Soldaatje-spelen is aardig wanneer kinderen zich als spel er mee vermaken.
Om in ernst op die wijze de krachten te meten, gelijk het in den modernen oorlog toegaat, is op zijn zachtst genomen belachelijk voor wie weet wat dat krachten-meten inhoudt.
De diplomatie zit totnogtoe te veel in netten gevangen, die op machtsverhoudingen zijn gebaseerd. Daarin moet de verandering komen, dáár moet groote schoonmaak worden gehouden.

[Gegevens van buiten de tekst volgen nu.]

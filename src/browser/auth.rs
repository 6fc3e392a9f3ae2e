use super::driver::{PageDriver, SessionCookie, SessionState};
use crate::config::AuthConfig;
use crate::error::{AppError, Result};
use async_trait::async_trait;
use std::path::{Path, PathBuf};
use std::time::Duration;
use tokio::time::Instant;
use tracing::{debug, info, warn};

/// Re-establishes a logged-in session on the page.
#[async_trait]
pub trait Authenticator: Send + Sync {
    async fn authenticate(&self, page: &dyn PageDriver) -> Result<()>;
}

/// Restores a session from exported cookies, then waits for the home
/// timeline to report a logged-in state. With no cookie file it only waits,
/// which leaves time for a manual login in a headed browser.
pub struct SessionRestorer {
    cookies_file: Option<PathBuf>,
    home_url: String,
    wait: Duration,
    poll_interval: Duration,
}

impl SessionRestorer {
    pub fn new(config: &AuthConfig, home_url: impl Into<String>) -> Self {
        Self {
            cookies_file: config.cookies_file.as_ref().map(PathBuf::from),
            home_url: home_url.into(),
            wait: Duration::from_secs(config.login_wait_secs),
            poll_interval: Duration::from_secs(2),
        }
    }

    pub fn with_poll_interval(mut self, interval: Duration) -> Self {
        self.poll_interval = interval;
        self
    }

    pub fn load_cookies(path: &Path) -> Result<Vec<SessionCookie>> {
        let content = std::fs::read_to_string(path).map_err(|e| {
            AppError::Authentication(format!("Failed to read cookies from {}: {}", path.display(), e))
        })?;
        serde_json::from_str(&content).map_err(|e| {
            AppError::Authentication(format!("Invalid cookie file {}: {}", path.display(), e))
        })
    }
}

#[async_trait]
impl Authenticator for SessionRestorer {
    async fn authenticate(&self, page: &dyn PageDriver) -> Result<()> {
        if let Some(path) = &self.cookies_file {
            let cookies = Self::load_cookies(path)?;
            info!(count = cookies.len(), "Restoring session cookies");
            page.set_cookies(&cookies).await?;
        }

        page.navigate(&self.home_url).await?;

        let deadline = Instant::now() + self.wait;
        loop {
            let state = page.session_state().await.unwrap_or_else(|e| {
                debug!(error = %e, "Session probe failed");
                SessionState::Unknown
            });
            if state == SessionState::LoggedIn {
                info!("Session is logged in");
                return Ok(());
            }
            if Instant::now() >= deadline {
                return match state {
                    SessionState::LoggedOut => Err(AppError::Authentication(format!(
                        "still logged out after {}s",
                        self.wait.as_secs()
                    ))),
                    _ => {
                        warn!("Could not confirm session state, continuing");
                        Ok(())
                    }
                };
            }
            debug!(?state, "Waiting for login");
            tokio::time::sleep(self.poll_interval).await;
        }
    }
}

#[cfg(test)]
mod tests {
    use super::*;

    #[test]
    fn test_load_cookie_export() {
        let dir = tempfile::tempdir().unwrap();
        let path = dir.path().join("cookies.json");
        std::fs::write(
            &path,
            r#"[
  {"name": "auth_token", "value": "abc", "domain": ".x.com", "path": "/", "secure": true, "httpOnly": true},
  {"name": "lang", "value": "en"}
]"#,
        )
        .unwrap();

        let cookies = SessionRestorer::load_cookies(&path).unwrap();
        assert_eq!(cookies.len(), 2);
        assert_eq!(cookies[0].http_only, Some(true));
        assert_eq!(cookies[1].domain, None);
    }

    #[test]
    fn test_bad_cookie_file_is_auth_error() {
        let dir = tempfile::tempdir().unwrap();
        let path = dir.path().join("cookies.json");
        std::fs::write(&path, "{not json").unwrap();

        assert!(matches!(
            SessionRestorer::load_cookies(&path),
            Err(AppError::Authentication(_))
        ));
        assert!(matches!(
            SessionRestorer::load_cookies(&dir.path().join("missing.json")),
            Err(AppError::Authentication(_))
        ));
    }
}
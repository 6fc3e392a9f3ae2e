//! Rebuilds post records from a serialized timeline snapshot.

pub mod dom;
mod engine;
mod selectors;

pub use engine::{ExtractOptions, ExtractionBatch, PostExtractor};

Wie de gedenkschriften van den beroemden staatsman en diplomaat von Bismarck leest, bewondert ongetwijfeld de genialiteit, waarmee hij de belangen van zijn land behartigt. Toch ziet hij in diens onvermoeid bezig zijn slechts een regeling van de machtsverhouding van zijn eigen land tot de omliggende landen, waarbij het de kunst is geheim of publiekelijk zijn land zooveel mogelijk bondgenooten te bezorgen.
Was niet juist 't bestaan van dergelijke bondgenootschappen een oorzaak mede voor 't ontstaan van den wereldkrijg, dien wij nu beleven?
Wil een land koloniën, laat hij ze trachten te koopen, maar zinne het niet op middelen om door middel van de kanonnetjes met geweld 't begeerde te verkrijgen. Ik weet wel, wij menschen vinden dikwijls iets moois in de krachtsinspanning, maar weegt het veroorzaakte leed op tegen de behaalde winst?
Menschen als Nietsche verheerlijken de kracht, zijn juist daarom zoo te keer gegaan tegen het Christendom, wijl het 't opnam voor 't zwakke en ellendige.
Wordt 't woord van den Christus: ‘Steek uw zwaard in de scheede, want die het zwaard trekken zullen door het zwaard vergaan,’ niet voor onze oogen bewaarheid?